The City of Oakland’s Cathedral of Christ the Light will resonate as a place of worship and instill a sense of solace, spiritual renewal and respite from the secular world—it will be a sanctuary in the broadest sense of the word. Comprised of a 1,500-seat sanctuary with side chapels, a baptistery and dependencies, the Cathedral will honor its religious and civic obligations to both the Catholic Diocese and the City. With a building form based on an inner wooden vessel contained within a veil of glass—both of which are anchored on a sculptural concrete “Reliquary Wall”—the design conveys an inclusive statement of welcome and openness as the community’s symbolic soul.
Inspiration
In this Cathedral, like others throughout history; light and its poetic introduction within the spaces of worship is considered a sacred phenomenon. The building’s geometry lends itself to the “ring” advocated in the seminal 1953 book The Church Incarnate by German theorist and architect Rudolf Schwarz. Schwarz proposed arranging congregants in a circle around the altar to create a sense of community and inclusion; an idea later embraced by the Second Vatican Council.
Design Concept
The concept was to make the site unconditionally open and welcome to all, regardless of faith, and to celebrate its connection to the surrounding natural environment and to the City, as an extension of Oakland’s civic realm.
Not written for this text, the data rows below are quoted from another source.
//! HTTP endpoints: one axum router per service, each on its own listener.

use std::net::SocketAddr;
use std::sync::Arc;

use anyhow::{Context, Result};
use axum::extract::{Path, Query, State};
use axum::http::StatusCode;
use axum::response::{IntoResponse, Response};
use axum::routing::{get, post};
use axum::{Json, Router};
use serde::{Deserialize, Serialize};
use tokio::net::TcpListener;
use tokio_util::sync::CancellationToken;
use tracing::{error, info};

use crate::dispatch::Dispatcher;
use crate::ingest::IngestReceiver;
use crate::model::{Batch, Datagram, PartialResult};
use crate::query::{ArcInfo, GlobalStatistics, LineInfo, QueryService};
use crate::stats::{PipelineStats, StatsCollector};

#[derive(Debug, Clone, Serialize, Deserialize)]
pub struct RegisterWorker {
    pub worker_id: String,
}

#[derive(Debug, Default, Deserialize)]
pub struct LimitParams {
    /// Zero or negative means no limit.
    #[serde(default)]
    pub limit: i64,
}

#[derive(Debug, Serialize)]
struct ErrorResponse {
    error: String,
}

#[derive(Debug)]
pub enum AppError {
    NotFound(&'static str),
    Internal(String),
}

impl IntoResponse for AppError {
    fn into_response(self) -> Response {
        let (status, message) = match self {
            AppError::NotFound(what) => (StatusCode::NOT_FOUND, format!("{what} not available")),
            AppError::Internal(message) => {
                error!(error = %message, "Request failed");
                (StatusCode::INTERNAL_SERVER_ERROR, message)
            }
        };
        (status, Json(ErrorResponse { error: message })).into_response()
    }
}

async fn ping() -> Json<bool> {
    Json(true)
}

// ingestion

pub fn ingest_router(receiver: Arc<IngestReceiver>) -> Router {
    Router::new()
        .route("/datagrams", post(submit_datagram))
        .route("/ping", get(ping))
        .with_state(receiver)
}

async fn submit_datagram(
    State(receiver): State<Arc<IngestReceiver>>,
    Json(datagram): Json<Datagram>,
) -> Result<Json<bool>, AppError> {
    // file append is blocking io
    let accepted = tokio::task::spawn_blocking(move || receiver.submit_datagram(&datagram))
        .await
        .map_err(|e| AppError::Internal(e.to_string()))?;
    Ok(Json(accepted))
}

// dispatch

pub fn dispatch_router(dispatcher: Arc<Dispatcher>) -> Router {
    Router::new()
        .route("/batches/pull", post(pull_batch))
        .route("/results", post(submit_result))
        .route("/work/pending", get(has_more_work))
        .route("/workers", post(register_worker))
        .route("/ping", get(ping))
        .with_state(dispatcher)
}

async fn pull_batch(State(dispatcher): State<Arc<Dispatcher>>) -> Json<Batch> {
    Json(dispatcher.pull_batch())
}

async fn submit_result(
    State(dispatcher): State<Arc<Dispatcher>>,
    Json(result): Json<PartialResult>,
) -> StatusCode {
    dispatcher.submit_partial_result(&result);
    StatusCode::NO_CONTENT
}

async fn has_more_work(State(dispatcher): State<Arc<Dispatcher>>) -> Json<bool> {
    Json(dispatcher.has_more_work())
}

async fn register_worker(
    State(dispatcher): State<Arc<Dispatcher>>,
    Json(req): Json<RegisterWorker>,
) -> Json<bool> {
    Json(dispatcher.register_worker(&req.worker_id))
}

// query

#[derive(Clone)]
pub struct QueryState {
    pub query: QueryService,
    pub stats: Option<StatsCollector>,
}

pub fn query_router(state: QueryState) -> Router {
    Router::new()
        .route("/arcs/slowest", get(slowest_arcs))
        .route("/arcs/fastest", get(fastest_arcs))
        .route("/arcs/{key}", get(arc_info))
        .route("/lines", get(all_lines))
        .route("/lines/{id}/arcs", get(arcs_for_line))
        .route("/lines/{id}/average", get(line_average_speed))
        .route("/statistics", get(global_statistics))
        .route("/stats", get(pipeline_stats))
        .route("/ping", get(ping))
        .with_state(state)
}

async fn arc_info(State(state): State<QueryState>, Path(key): Path<String>) -> Json<ArcInfo> {
    Json(state.query.arc_info(&key))
}

async fn arcs_for_line(State(state): State<QueryState>, Path(id): Path<i64>) -> Json<Vec<ArcInfo>> {
    Json(state.query.arcs_for_line(id))
}

async fn line_average_speed(State(state): State<QueryState>, Path(id): Path<i64>) -> Json<Option<f64>> {
    Json(state.query.line_average_speed(id))
}

async fn all_lines(State(state): State<QueryState>) -> Json<Vec<LineInfo>> {
    Json(state.query.all_lines())
}

async fn slowest_arcs(
    State(state): State<QueryState>,
    Query(params): Query<LimitParams>,
) -> Json<Vec<ArcInfo>> {
    Json(state.query.slowest_arcs(params.limit))
}

async fn fastest_arcs(
    State(state): State<QueryState>,
    Query(params): Query<LimitParams>,
) -> Json<Vec<ArcInfo>> {
    Json(state.query.fastest_arcs(params.limit))
}

async fn global_statistics(State(state): State<QueryState>) -> Json<GlobalStatistics> {
    Json(state.query.global_statistics())
}

async fn pipeline_stats(State(state): State<QueryState>) -> Result<Json<PipelineStats>, AppError> {
    let collector = state.stats.ok_or(AppError::NotFound("pipeline stats"))?;
    Ok(Json(collector.collect()))
}

pub async fn bind(addr: &str) -> Result<TcpListener> {
    TcpListener::bind(addr)
        .await
        .with_context(|| format!("binding {addr}"))
}

/// Serves `router` on `listener` until `cancel` fires, letting in-flight
/// requests finish.
pub async fn serve(
    name: &'static str,
    listener: TcpListener,
    router: Router,
    cancel: CancellationToken,
) -> Result<()> {
    let addr = listener.local_addr()?;
    info!(endpoint = name, %addr, "HTTP endpoint listening");

    axum::serve(
        listener,
        router.into_make_service_with_connect_info::<SocketAddr>(),
    )
    .with_graceful_shutdown(async move { cancel.cancelled().await })
    .await
    .with_context(|| format!("{name} endpoint on {addr}"))?;

    info!(endpoint = name, "HTTP endpoint stopped");
    Ok(())
}
use std::path::PathBuf;
use std::sync::Arc;
use std::time::Duration;

use fleet_speeds::aggregator::Aggregator;
use fleet_speeds::config::PipelineConfig;
use fleet_speeds::dispatch::{DispatchApi, Dispatcher};
use fleet_speeds::ingest::DatagramRepository;
use fleet_speeds::model::{Datagram, NO_BATCH_ID};
use fleet_speeds::pipeline::{BatchQueue, FileSource, Step, Tailer, TailerConfig};
use fleet_speeds::query::QueryService;
use fleet_speeds::rpc::{Endpoint, RemoteDispatcher, RemoteIngest, RemoteQuery};
use fleet_speeds::server;
use fleet_speeds::worker::{StopReason, Worker, WorkerConfig};
use tokio_util::sync::CancellationToken;

fn temp_file(name: &str) -> PathBuf {
    let dir = std::env::temp_dir().join("fleet_speeds_it");
    std::fs::create_dir_all(&dir).unwrap();
    let path = dir.join(name);
    let _ = std::fs::remove_file(&path);
    path
}

/// Bus 1 on trip 5 of line 241: stop 100 to stop 200, 5 km in ten minutes.
fn thirty_kmh_pair() -> Vec<Datagram> {
    [
        "E,2024-01-01 12:00:00,100,0,3.40,-76.50,1,241,5,,2024-01-01 12:00:00,1",
        "E,2024-01-01 12:10:00,200,5000,3.44,-76.50,1,241,5,,2024-01-01 12:10:00,1",
    ]
    .iter()
    .map(|row| Datagram::from_csv_line(row).unwrap())
    .collect()
}

// A single chunk keeps both samples of the pair together.
fn fast_worker(id: &str, max_empty_pulls: u32) -> WorkerConfig {
    WorkerConfig {
        poll_interval: Duration::from_millis(10),
        max_empty_pulls,
        ..WorkerConfig::new(id, 1)
    }
}

#[tokio::test]
async fn test_file_to_query_in_process() {
    let path = temp_file("in_process.csv");
    let repo = DatagramRepository::open(&path).unwrap();
    repo.save_all(&thirty_kmh_pair()).unwrap();

    let queue = Arc::new(BatchQueue::new(4));
    let aggregator = Arc::new(Aggregator::default());
    let dispatcher = Arc::new(Dispatcher::new(queue.clone(), aggregator.clone()));

    let config = TailerConfig {
        batch_size: 10,
        ..Default::default()
    };
    let mut tailer = Tailer::new(FileSource::new(&path), queue.clone(), config);
    assert_eq!(tailer.step().await.unwrap(), Step::Consumed { records: 2 });
    tailer.flush().await.unwrap();
    queue.finish_producing();

    let summary = Worker::new(dispatcher.clone(), fast_worker("w-local", 5))
        .run(CancellationToken::new())
        .await
        .unwrap();
    assert_eq!(summary.batches, 1);
    assert_eq!(summary.stop_reason, StopReason::NoMoreWork);

    let query = QueryService::new(aggregator);
    let info = query.arc_info("241-100-200");
    assert_eq!(info.observation_count, 1);
    assert!((info.avg_speed - 30.0).abs() < 1e-9);

    let stats = query.global_statistics();
    assert_eq!(stats.arc_count, 1);
    assert_eq!(stats.line_count, 1);

    std::fs::remove_file(&path).unwrap();
}

#[tokio::test]
async fn test_resubmitted_result_is_not_double_counted() {
    let queue = Arc::new(BatchQueue::new(4));
    let aggregator = Arc::new(Aggregator::new(true));
    let dispatcher = Dispatcher::new(queue.clone(), aggregator.clone());

    queue.enqueue(thirty_kmh_pair()).await.unwrap();
    let batch = DispatchApi::pull_batch(&dispatcher).await.unwrap();
    let result = fleet_speeds::worker::BatchProcessor::new(1)
        .process(batch, "w1")
        .await;

    dispatcher.submit_partial_result(&result);
    dispatcher.submit_partial_result(&result);

    let key = "241-100-200".parse().unwrap();
    assert_eq!(aggregator.count(&key), 1);
    assert_eq!(aggregator.duplicates_rejected(), 1);
}

fn http_config(name: &str) -> PipelineConfig {
    PipelineConfig {
        ingest_addr: "127.0.0.1:0".to_string(),
        dispatch_addr: "127.0.0.1:0".to_string(),
        query_addr: "127.0.0.1:0".to_string(),
        data_file: temp_file(name),
        batch_size: 2,
        queue_capacity: 4,
        worker_threads: 2,
        tail_idle_ms: 10,
        tail_missing_ms: 10,
        flush_timeout_secs: 1,
        stats_interval_secs: 0,
        ..Default::default()
    }
}

#[tokio::test]
async fn test_empty_pull_over_http() {
    let config = http_config("http_empty.csv");
    let handle = server::start(&config).await.unwrap();

    let dispatcher = RemoteDispatcher::new(Endpoint::connect(&handle.dispatch_addr.to_string()).unwrap());
    let batch = dispatcher.pull_batch().await.unwrap();
    assert_eq!(batch.batch_id, NO_BATCH_ID);
    assert!(batch.datagrams.is_empty());
    assert!(dispatcher.has_more_work().await.unwrap());

    handle.shutdown().await.unwrap();
    let _ = std::fs::remove_file(&config.data_file);
}

#[tokio::test]
async fn test_datagrams_to_query_over_http() {
    let config = http_config("http_end_to_end.csv");
    let handle = server::start(&config).await.unwrap();

    let ingest = RemoteIngest::new(Endpoint::connect(&handle.ingest_addr.to_string()).unwrap());
    assert!(ingest.ping().await.unwrap());
    for datagram in thirty_kmh_pair() {
        assert!(ingest.submit_datagram(&datagram).await.unwrap());
    }

    let remote = RemoteDispatcher::new(Endpoint::connect(&handle.dispatch_addr.to_string()).unwrap());
    let worker_cancel = CancellationToken::new();
    let worker = tokio::spawn({
        let cancel = worker_cancel.clone();
        async move { Worker::new(remote, fast_worker("w-http", 1_000)).run(cancel).await }
    });

    let query = RemoteQuery::new(Endpoint::connect(&handle.query_addr.to_string()).unwrap());
    let mut info = query.arc_info("241-100-200").await.unwrap();
    for _ in 0..500 {
        if info.observation_count > 0 {
            break;
        }
        tokio::time::sleep(Duration::from_millis(10)).await;
        info = query.arc_info("241-100-200").await.unwrap();
    }
    assert_eq!(info.observation_count, 1);
    assert!((info.avg_speed - 30.0).abs() < 1e-9);

    let slowest = query.slowest_arcs(1).await.unwrap();
    assert_eq!(slowest.len(), 1);
    assert_eq!(slowest[0].arc_key, "241-100-200");

    let lines = query.all_lines().await.unwrap();
    assert_eq!(lines.len(), 1);
    assert_eq!(lines[0].name, "Line 241");

    let fastest = query.fastest_arcs(0).await.unwrap();
    assert_eq!(fastest.len(), 1);
    assert_eq!(fastest[0].arc_key, "241-100-200");

    let line_arcs = query.arcs_for_line(241).await.unwrap();
    assert_eq!(line_arcs.len(), 1);
    assert_eq!((line_arcs[0].origin, line_arcs[0].destination), (100, 200));
    assert!(query.arcs_for_line(999).await.unwrap().is_empty());

    let line_avg = query.line_average_speed(241).await.unwrap().unwrap();
    assert!((line_avg - 30.0).abs() < 1e-9);
    assert_eq!(query.line_average_speed(999).await.unwrap(), None);

    let global = query.global_statistics().await.unwrap();
    assert_eq!(global.line_count, 1);
    assert_eq!(global.arc_count, 1);
    assert_eq!(global.total_observations, 1);
    assert_eq!(global.batches_merged, 1);
    assert!((global.global_avg_speed.unwrap() - 30.0).abs() < 1e-9);

    let stats = query.pipeline_stats().await.unwrap();
    assert_eq!(stats.datagrams_received, 2);
    assert_eq!(stats.records_ingested, 2);
    assert_eq!(stats.workers, 1);

    worker_cancel.cancel();
    let summary = worker.await.unwrap().unwrap();
    assert_eq!(summary.batches, 1);

    handle.shutdown().await.unwrap();
    let _ = std::fs::remove_file(&config.data_file);
}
Sustainability and Stability
The Cathedral will combine ancient techniques with state-of-the-art contemporary technologies to attain the highest level of sustainability possible.
The interior climate will be maintained through an advanced version of the ancient Roman technique of thermal inertia attained through mass and radiant heat. During the day, the Cathedral will be entirely lit by daylight.
The dominant building systems will use renewable, recycled, or low-energy materials, including laminated wood, aluminum and concrete. The use of steel will be minimized. Douglas Fir, obtained through certified harvesting processes, will be used throughout, typically laminated.
The Diocese’s goal is that this building will serve the City of Oakland for at least four centuries. Using a friction-pendulum base isolation system, the Cathedral is designed to withstand a 1000-year earthquake. This system will significantly reduce seismic forces on the structure, as well as the construction cost of the architectural enclosure.
The structure itself is a hybrid system in which the outer surface, comprised of two conical glass segments, is laced to the inner surface, comprised of the two spherical wood segments defining the sanctuary space. This system allows an overall building mass of extreme lightness and strength, but required very sophisticated computer modeling and a yearlong series of panel reviews by leading structural engineering professionals to achieve approval from the City.
Construction is scheduled for completion in late 2008.